- TASK DESCRIPTION -
Each of the entries below needs to be given again exactly.

- THE DATA -
[Start of Attachment]

// SPDX-License-Identifier: BUSL-1.1
// Copyright (c) 2026 Alfred Jean LLC

//! Adapter-local error types. Each converts into [`fleet_core::FleetError`]
//! at the component boundary.

use fleet_core::FleetError;
use thiserror::Error;

#[derive(Debug, Error, Clone)]
pub enum ContainerEngineError {
    #[error("transient engine error: {0}")]
    Transient(String),
    #[error("container not found: {0}")]
    NotFound(String),
    #[error("container name conflict: {0}")]
    Conflict(String),
    #[error("engine rejected request: quota exceeded: {0}")]
    QuotaExceeded(String),
}

impl From<ContainerEngineError> for FleetError {
    fn from(err: ContainerEngineError) -> Self {
        match err {
            ContainerEngineError::Transient(m) => FleetError::Transient(m),
            ContainerEngineError::NotFound(m) => FleetError::NotFound(m),
            ContainerEngineError::Conflict(m) => FleetError::Conflict(m),
            ContainerEngineError::QuotaExceeded(m) => FleetError::QuotaExceeded(m),
        }
    }
}

#[derive(Debug, Error, Clone)]
pub enum ProviderError {
    #[error("transient provider error: {0}")]
    Transient(String),
    #[error("provider auth expired: {0}")]
    AuthExpired(String),
    #[error("provider resource not found: {0}")]
    NotFound(String),
    #[error("provider quota exceeded: {0}")]
    QuotaExceeded(String),
}

impl From<ProviderError> for FleetError {
    fn from(err: ProviderError) -> Self {
        match err {
            ProviderError::Transient(m) => FleetError::Transient(m),
            ProviderError::AuthExpired(m) => FleetError::AuthExpired(m),
            ProviderError::NotFound(m) => FleetError::NotFound(m),
            ProviderError::QuotaExceeded(m) => FleetError::QuotaExceeded(m),
        }
    }
}

#[derive(Debug, Error, Clone)]
pub enum CoordinationError {
    #[error("coordination store unavailable: {0}")]
    Transient(String),
}

impl From<CoordinationError> for FleetError {
    fn from(err: CoordinationError) -> Self {
        match err {
            CoordinationError::Transient(m) => FleetError::Transient(m),
        }
    }
}
// SPDX-License-Identifier: BUSL-1.1
// Copyright (c) 2026 Alfred Jean LLC

//! Structured events emitted by the core's components.
//!
//! Replaces the ad-hoc stringly-typed event-emitter pattern with a single
//! tagged enum and typed subscriber channels (`tokio::sync::broadcast` in
//! `fleet-daemon`), so ordering per source is preserved and there is no
//! string-matching coupling between emitter and subscriber.

use crate::ids::{HolderId, RepoId, WorkerName};
use crate::worker::WorkerKind;
use chrono::{DateTime, Utc};
use serde::{Deserialize, Serialize};

#[derive(Debug, Clone, PartialEq, Serialize, Deserialize)]
#[serde(tag = "type")]
pub enum Event {
    #[serde(rename = "worker:created")]
    WorkerCreated { repo_id: RepoId, name: WorkerName, kind: WorkerKind },

    #[serde(rename = "worker:removed")]
    WorkerRemoved { repo_id: RepoId, name: WorkerName },

    #[serde(rename = "worker:unhealthy")]
    WorkerUnhealthy { repo_id: RepoId, name: WorkerName, reason: String },

    #[serde(rename = "worker:high_cpu")]
    WorkerHighCpu { repo_id: RepoId, name: WorkerName, cpu_percent: f64 },

    #[serde(rename = "worker:high_memory")]
    WorkerHighMemory { repo_id: RepoId, name: WorkerName, memory_percent: f64 },

    #[serde(rename = "worker:reregistered")]
    WorkerReregistered { repo_id: RepoId, old_name: WorkerName, new_name: WorkerName },

    #[serde(rename = "worker:restarted")]
    WorkerRestarted { repo_id: RepoId, name: WorkerName },

    #[serde(rename = "scale:up")]
    ScaleUp { repo_id: RepoId, name: WorkerName },

    #[serde(rename = "scale:down")]
    ScaleDown { repo_id: RepoId, name: WorkerName },

    #[serde(rename = "repo:degraded")]
    RepoDegraded { repo_id: RepoId, reason: String },

    /// `expires_at` only — the token value itself is never carried on an event.
    #[serde(rename = "token:refreshed")]
    TokenRefreshed { repo_id: RepoId, expires_at: DateTime<Utc> },

    #[serde(rename = "token:refresh_failed")]
    TokenRefreshFailed { repo_id: RepoId },

    #[serde(rename = "leader:changed")]
    LeaderChanged { holder_id: HolderId, term: u64 },
}

impl Event {
    pub fn name(&self) -> &'static str {
        match self {
            Event::WorkerCreated { .. } => "worker:created",
            Event::WorkerRemoved { .. } => "worker:removed",
            Event::WorkerUnhealthy { .. } => "worker:unhealthy",
            Event::WorkerHighCpu { .. } => "worker:high_cpu",
            Event::WorkerHighMemory { .. } => "worker:high_memory",
            Event::WorkerReregistered { .. } => "worker:reregistered",
            Event::WorkerRestarted { .. } => "worker:restarted",
            Event::ScaleUp { .. } => "scale:up",
            Event::ScaleDown { .. } => "scale:down",
            Event::RepoDegraded { .. } => "repo:degraded",
            Event::TokenRefreshed { .. } => "token:refreshed",
            Event::TokenRefreshFailed { .. } => "token:refresh_failed",
            Event::LeaderChanged { .. } => "leader:changed",
        }
    }
}

#[cfg(test)]
mod tests {
    use super::*;

    #[test]
    fn token_refreshed_serializes_without_value_field() {
        let event = Event::TokenRefreshed {
            repo_id: RepoId::new("acme/widgets"),
            expires_at: Utc::now(),
        };
        let json = serde_json::to_string(&event).unwrap();
        assert!(!json.contains("value"));
        assert!(json.contains("\"type\":\"token:refreshed\""));
    }
}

[End of Attachment]

- EXERCISE RESULT -
// SPDX-License-Identifier: BUSL-1.1
// Copyright (c) 2026 Alfred Jean LLC

//! Adapter-local error types. Each converts into [`fleet_core::FleetError`]
//! at the component boundary.

use fleet_core::FleetError;
use thiserror::Error;

#[derive(Debug, Error, Clone)]
pub enum ContainerEngineError {
    #[error("transient engine error: {0}")]
    Transient(String),
    #[error("container not found: {0}")]
    NotFound(String),
    #[error("container name conflict: {0}")]
    Conflict(String),
    #[error("engine rejected request: quota exceeded: {0}")]
    QuotaExceeded(String),
}

impl From<ContainerEngineError> for FleetError {
    fn from(err: ContainerEngineError) -> Self {
        match err {
            ContainerEngineError::Transient(m) => FleetError::Transient(m),
            ContainerEngineError::NotFound(m) => FleetError::NotFound(m),
            ContainerEngineError::Conflict(m) => FleetError::Conflict(m),
            ContainerEngineError::QuotaExceeded(m) => FleetError::QuotaExceeded(m),
        }
    }
}

#[derive(Debug, Error, Clone)]
pub enum ProviderError {
    #[error("transient provider error: {0}")]
    Transient(String),
    #[error("provider auth expired: {0}")]
    AuthExpired(String),
    #[error("provider resource not found: {0}")]
    NotFound(String),
    #[error("provider quota exceeded: {0}")]
    QuotaExceeded(String),
}

impl From<ProviderError> for FleetError {
    fn from(err: ProviderError) -> Self {
        match err {
            ProviderError::Transient(m) => FleetError::Transient(m),
            ProviderError::AuthExpired(m) => FleetError::AuthExpired(m),
            ProviderError::NotFound(m) => FleetError::NotFound(m),
            ProviderError::QuotaExceeded(m) => FleetError::QuotaExceeded(m),
        }
    }
}

#[derive(Debug, Error, Clone)]
pub enum CoordinationError {
    #[error("coordination store unavailable: {0}")]
    Transient(String),
}

impl From<CoordinationError> for FleetError {
    fn from(err: CoordinationError) -> Self {
        match err {
            CoordinationError::Transient(m) => FleetError::Transient(m),
        }
    }
}
// SPDX-License-Identifier: BUSL-1.1
// Copyright (c) 2026 Alfred Jean LLC

//! Structured events emitted by the core's components.
//!
//! Replaces the ad-hoc stringly-typed event-emitter pattern with a single
//! tagged enum and typed subscriber channels (`tokio::sync::broadcast` in
//! `fleet-daemon`), so ordering per source is preserved and there is no
//! string-matching coupling between emitter and subscriber.

use crate::ids::{HolderId, RepoId, WorkerName};
use crate::worker::WorkerKind;
use chrono::{DateTime, Utc};
use serde::{Deserialize, Serialize};

#[derive(Debug, Clone, PartialEq, Serialize, Deserialize)]
#[serde(tag = "type")]
pub enum Event {
    #[serde(rename = "worker:created")]
    WorkerCreated { repo_id: RepoId, name: WorkerName, kind: WorkerKind },

    #[serde(rename = "worker:removed")]
    WorkerRemoved { repo_id: RepoId, name: WorkerName },

    #[serde(rename = "worker:unhealthy")]
    WorkerUnhealthy { repo_id: RepoId, name: WorkerName, reason: String },

    #[serde(rename = "worker:high_cpu")]
    WorkerHighCpu { repo_id: RepoId, name: WorkerName, cpu_percent: f64 },

    #[serde(rename = "worker:high_memory")]
    WorkerHighMemory { repo_id: RepoId, name: WorkerName, memory_percent: f64 },

    #[serde(rename = "worker:reregistered")]
    WorkerReregistered { repo_id: RepoId, old_name: WorkerName, new_name: WorkerName },

    #[serde(rename = "worker:restarted")]
    WorkerRestarted { repo_id: RepoId, name: WorkerName },

    #[serde(rename = "scale:up")]
    ScaleUp { repo_id: RepoId, name: WorkerName },

    #[serde(rename = "scale:down")]
    ScaleDown { repo_id: RepoId, name: WorkerName },

    #[serde(rename = "repo:degraded")]
    RepoDegraded { repo_id: RepoId, reason: String },

    /// `expires_at` only — the token value itself is never carried on an event.
    #[serde(rename = "token:refreshed")]
    TokenRefreshed { repo_id: RepoId, expires_at: DateTime<Utc> },

    #[serde(rename = "token:refresh_failed")]
    TokenRefreshFailed { repo_id: RepoId },

    #[serde(rename = "leader:changed")]
    LeaderChanged { holder_id: HolderId, term: u64 },
}

impl Event {
    pub fn name(&self) -> &'static str {
        match self {
            Event::WorkerCreated { .. } => "worker:created",
            Event::WorkerRemoved { .. } => "worker:removed",
            Event::WorkerUnhealthy { .. } => "worker:unhealthy",
            Event::WorkerHighCpu { .. } => "worker:high_cpu",
            Event::WorkerHighMemory { .. } => "worker:high_memory",
            Event::WorkerReregistered { .. } => "worker:reregistered",
            Event::WorkerRestarted { .. } => "worker:restarted",
            Event::ScaleUp { .. } => "scale:up",
            Event::ScaleDown { .. } => "scale:down",
            Event::RepoDegraded { .. } => "repo:degraded",
            Event::TokenRefreshed { .. } => "token:refreshed",
            Event::TokenRefreshFailed { .. } => "token:refresh_failed",
            Event::LeaderChanged { .. } => "leader:changed",
        }
    }
}

#[cfg(test)]
mod tests {
    use super::*;

    #[test]
    fn token_refreshed_serializes_without_value_field() {
        let event = Event::TokenRefreshed {
            repo_id: RepoId::new("acme/widgets"),
            expires_at: Utc::now(),
        };
        let json = serde_json::to_string(&event).unwrap();
        assert!(!json.contains("value"));
        assert!(json.contains("\"type\":\"token:refreshed\""));
    }
}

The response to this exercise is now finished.